Bizim sağcı yazınımıza bir göz atmak istiyorum da, iyi niyetli ve nesnel davranacağımı anlatmak için büyük bir çağdaş ozanı örnek getirdim. Ancak bizde sağ yazın ile sol yazın arasında, beğeni açısından bile kapanmaz bir uçurum olduğu kanısının yaygınlığını bilmez değilim. Zaman zaman düşünmüşümdür, niçin böyle oluyor diye; yazın gibi, sanat gibi yüce uğraşların büyüsü, toplumsal görüşlerdeki ayrılıkların üstüne çıkılmasını sağlayamaz mı? Bir gözleme girişeyim dedim... A, bir de ne göreyim, uçurum muçurum şöyle dursun, inanılmaz benzerliklerle karşılaşmayayım mı?

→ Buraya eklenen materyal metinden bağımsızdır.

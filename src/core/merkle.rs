use crate::core::{Hash256, Transaction};
use crate::error::{LedgerError, Result};
use crate::utils::sha256_digest;
use serde::{Deserialize, Serialize};

/// Merkle tree over an ordered list of transaction hashes
///
/// Levels are kept bottom-up so inclusion proofs can be produced without
/// walking a node graph. Construction is iterative; each level with an odd
/// count pairs its last hash with itself.
#[derive(Debug, Clone, Serialize, Deserialize)]
pub struct MerkleTree {
    levels: Vec<Vec<Hash256>>,
}

/// Merkle proof for transaction verification
#[derive(Debug, Clone, PartialEq, Eq, Serialize, Deserialize)]
pub struct MerkleProof {
    /// Transaction hash being proven
    pub transaction_hash: Hash256,
    /// Merkle root hash
    pub merkle_root: Hash256,
    /// Sibling hashes from the leaf level up
    pub proof_path: Vec<ProofElement>,
    /// Index of the transaction in the block
    pub transaction_index: usize,
}

#[derive(Debug, Clone, PartialEq, Eq, Serialize, Deserialize)]
pub struct ProofElement {
    pub hash: Hash256,
    /// true if the sibling sits on the right
    pub is_right: bool,
}

impl MerkleTree {
    pub fn new(transactions: &[Transaction]) -> Self {
        let hashes: Vec<Hash256> = transactions.iter().map(|tx| tx.get_hash()).collect();
        Self::from_hashes(&hashes)
    }

    pub fn from_hashes(hashes: &[Hash256]) -> Self {
        let mut levels = vec![hashes.to_vec()];
        let mut current = hashes.to_vec();
        while current.len() > 1 {
            Self::fold_level(&mut current);
            levels.push(current.clone());
        }
        MerkleTree { levels }
    }

    pub fn get_root_hash(&self) -> Hash256 {
        match self.levels.last().and_then(|level| level.first()) {
            Some(root) => *root,
            None => Self::empty_root(),
        }
    }

    pub fn leaf_count(&self) -> usize {
        self.levels.first().map_or(0, Vec::len)
    }

    pub fn is_empty(&self) -> bool {
        self.leaf_count() == 0
    }

    /// Generate a Merkle proof for the transaction at `transaction_index`
    pub fn generate_proof(&self, transaction_index: usize) -> Result<MerkleProof> {
        let leaves = self.levels.first().map(Vec::as_slice).unwrap_or(&[]);
        let transaction_hash = *leaves.get(transaction_index).ok_or_else(|| {
            LedgerError::NotFound(format!(
                "transaction index {transaction_index} out of bounds ({} leaves)",
                leaves.len()
            ))
        })?;

        let mut proof_path = Vec::new();
        let mut index = transaction_index;
        // the root level has no siblings
        for level in &self.levels[..self.levels.len() - 1] {
            let (sibling, is_right) = if index % 2 == 0 {
                (level.get(index + 1).unwrap_or(&level[index]), true)
            } else {
                (&level[index - 1], false)
            };
            proof_path.push(ProofElement {
                hash: *sibling,
                is_right,
            });
            index /= 2;
        }

        Ok(MerkleProof {
            transaction_hash,
            merkle_root: self.get_root_hash(),
            proof_path,
            transaction_index,
        })
    }

    pub fn verify_proof(proof: &MerkleProof) -> bool {
        let mut current = proof.transaction_hash;
        for element in &proof.proof_path {
            current = if element.is_right {
                Self::hash_pair(&current, &element.hash)
            } else {
                Self::hash_pair(&element.hash, &current)
            };
        }
        current == proof.merkle_root
    }

    /// Root of a list of transaction hashes without keeping the tree
    ///
    /// No leaves gives SHA-256 of the empty string and a single leaf is its
    /// own root.
    pub fn calculate_merkle_root(transaction_hashes: &[Hash256]) -> Hash256 {
        if transaction_hashes.is_empty() {
            return Self::empty_root();
        }
        let mut level = transaction_hashes.to_vec();
        while level.len() > 1 {
            Self::fold_level(&mut level);
        }
        level[0]
    }

    /// Verify that a list of transactions produces the expected Merkle root
    pub fn verify_transactions(transactions: &[Transaction], expected_root: &Hash256) -> bool {
        let hashes: Vec<Hash256> = transactions.iter().map(|tx| tx.get_hash()).collect();
        Self::calculate_merkle_root(&hashes) == *expected_root
    }

    /// Replaces `level` with its parent level, in place
    fn fold_level(level: &mut Vec<Hash256>) {
        if level.len() % 2 != 0 {
            let last = level[level.len() - 1];
            level.push(last);
        }
        let parents = level.len() / 2;
        for i in 0..parents {
            level[i] = Self::hash_pair(&level[2 * i], &level[2 * i + 1]);
        }
        level.truncate(parents);
    }

    fn hash_pair(left: &Hash256, right: &Hash256) -> Hash256 {
        let mut combined = [0u8; 64];
        combined[..32].copy_from_slice(left.as_bytes());
        combined[32..].copy_from_slice(right.as_bytes());
        Hash256::new(sha256_digest(&combined))
    }

    fn empty_root() -> Hash256 {
        Hash256::new(sha256_digest(&[]))
    }
}
use crate::error::{LedgerError, Result};
use log::debug;
use parking_lot::RwLock;
use std::collections::HashMap;
use std::path::Path;

const FILES_TREE: &str = "files";

/// Byte storage the wallet persists through
pub trait Storage: Send + Sync {
    /// `LedgerError::NotFound` when nothing is stored under `path`
    fn read(&self, path: &str) -> Result<Vec<u8>>;
    fn write(&self, path: &str, bytes: &[u8]) -> Result<()>;
}

/// Process-local storage, mostly for tests
#[derive(Debug, Default)]
pub struct MemoryStorage {
    entries: RwLock<HashMap<String, Vec<u8>>>,
}

impl MemoryStorage {
    pub fn new() -> Self {
        Self::default()
    }

    pub fn contains(&self, path: &str) -> bool {
        self.entries.read().contains_key(path)
    }
}

impl Storage for MemoryStorage {
    fn read(&self, path: &str) -> Result<Vec<u8>> {
        self.entries
            .read()
            .get(path)
            .cloned()
            .ok_or_else(|| LedgerError::NotFound(path.to_string()))
    }

    fn write(&self, path: &str, bytes: &[u8]) -> Result<()> {
        self.entries.write().insert(path.to_string(), bytes.to_vec());
        Ok(())
    }
}

/// Storage backed by a sled database; each path is a key in one tree
pub struct SledStorage {
    tree: sled::Tree,
}

impl SledStorage {
    pub fn open<P: AsRef<Path>>(path: P) -> Result<Self> {
        let db = sled::open(path.as_ref())?;
        let tree = db.open_tree(FILES_TREE)?;
        debug!("Opened sled storage at {}", path.as_ref().display());
        Ok(SledStorage { tree })
    }
}

impl Storage for SledStorage {
    fn read(&self, path: &str) -> Result<Vec<u8>> {
        match self.tree.get(path)? {
            Some(value) => Ok(value.to_vec()),
            None => Err(LedgerError::NotFound(path.to_string())),
        }
    }

    fn write(&self, path: &str, bytes: &[u8]) -> Result<()> {
        self.tree.insert(path, bytes)?;
        self.tree.flush()?;
        Ok(())
    }
}

#[cfg(test)]
mod tests {
    use super::*;
    use tempfile::TempDir;

    #[test]
    fn test_memory_storage() {
        let storage = MemoryStorage::new();
        assert_eq!(
            storage.read("wallet.dat"),
            Err(LedgerError::NotFound("wallet.dat".to_string()))
        );
        storage.write("wallet.dat", b"blob").unwrap();
        assert!(storage.contains("wallet.dat"));
        assert_eq!(storage.read("wallet.dat").unwrap(), b"blob".to_vec());
    }

    #[test]
    fn test_sled_storage_persists_across_reopen() {
        let dir = TempDir::new().unwrap();
        {
            let storage = SledStorage::open(dir.path()).unwrap();
            assert!(matches!(
                storage.read("wallet.dat"),
                Err(LedgerError::NotFound(_))
            ));
            storage.write("wallet.dat", b"first").unwrap();
            storage.write("wallet.dat", b"second").unwrap();
        }
        let storage = SledStorage::open(dir.path()).unwrap();
        assert_eq!(storage.read("wallet.dat").unwrap(), b"second".to_vec());
    }
}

Sağcı gençlerin çıkardığı, yedinci sayısı Şubat ayında yayımlanmış olan aylık “Edebiyat” dergisinin yedi nüshasını ve yine bu derginin yayımladığı kitaplardan ikisini edindim, iyice okudum. Önce şunu söyleyeyim ki, durumun sevindirici yanı bu genç sağcıların, şiirde olsun, düz yazıda olsun Türkçe sözcük kullanmaya çok önem vermeleridir. Gerçi kimi yazılarda dilimizin solcular elinde bozulduğu üstüne bir takım sözler edilmiş ama, ideolojik ayrımın kesinliğinden ötürü o kadarcık zorlamayı bağışlayabiliriz. Ama şu son yıllarda sanırım özellikle sol yazarların pek düşkün oldukları “ve de” sözüne onlar da bayılıyorlar. Neredeyse tanımayacak gibi oluyorsunuz. Sonra bu gençler, “yabancılaşma” terimini de sık sık kullanıyorlar, yanlış kullanıyorlar ama olsun, solda da çoğu kez yanlış kullanılmıştı o sözcük. Sağcı gençler “Batılılaşma” anlamını vermişler o sözcüğe. Dirençle üzerinde durdukları bir savdır bu, bizim toplumumuz Tanzimat’la bozulmaya, yozlaşmaya başlamış, Batı’ya öykünme, “yabancılaşma” bizi çökertmiş, zayıf düşürmüş, kendi uygarlığımızdan yoksun bırakmış. Batılıların oyununa gelmişiz. Sayın Nuri Pakdil, “Batı Notları” adlı gezi kitabında, “Okullarımız, Batı övgüsünü ödev bilmiş öğretmenlerle doluydu, kafalarımız artık duymayacak değin şişerdi, Türk yazarlarını değil, Batı yazarlarını salık verirlerdi bize” diye yakındıktan sonra şunu ekliyor: “1923 devriminden beri boynumuz ağrıdı Batı’ya bakmaktan.”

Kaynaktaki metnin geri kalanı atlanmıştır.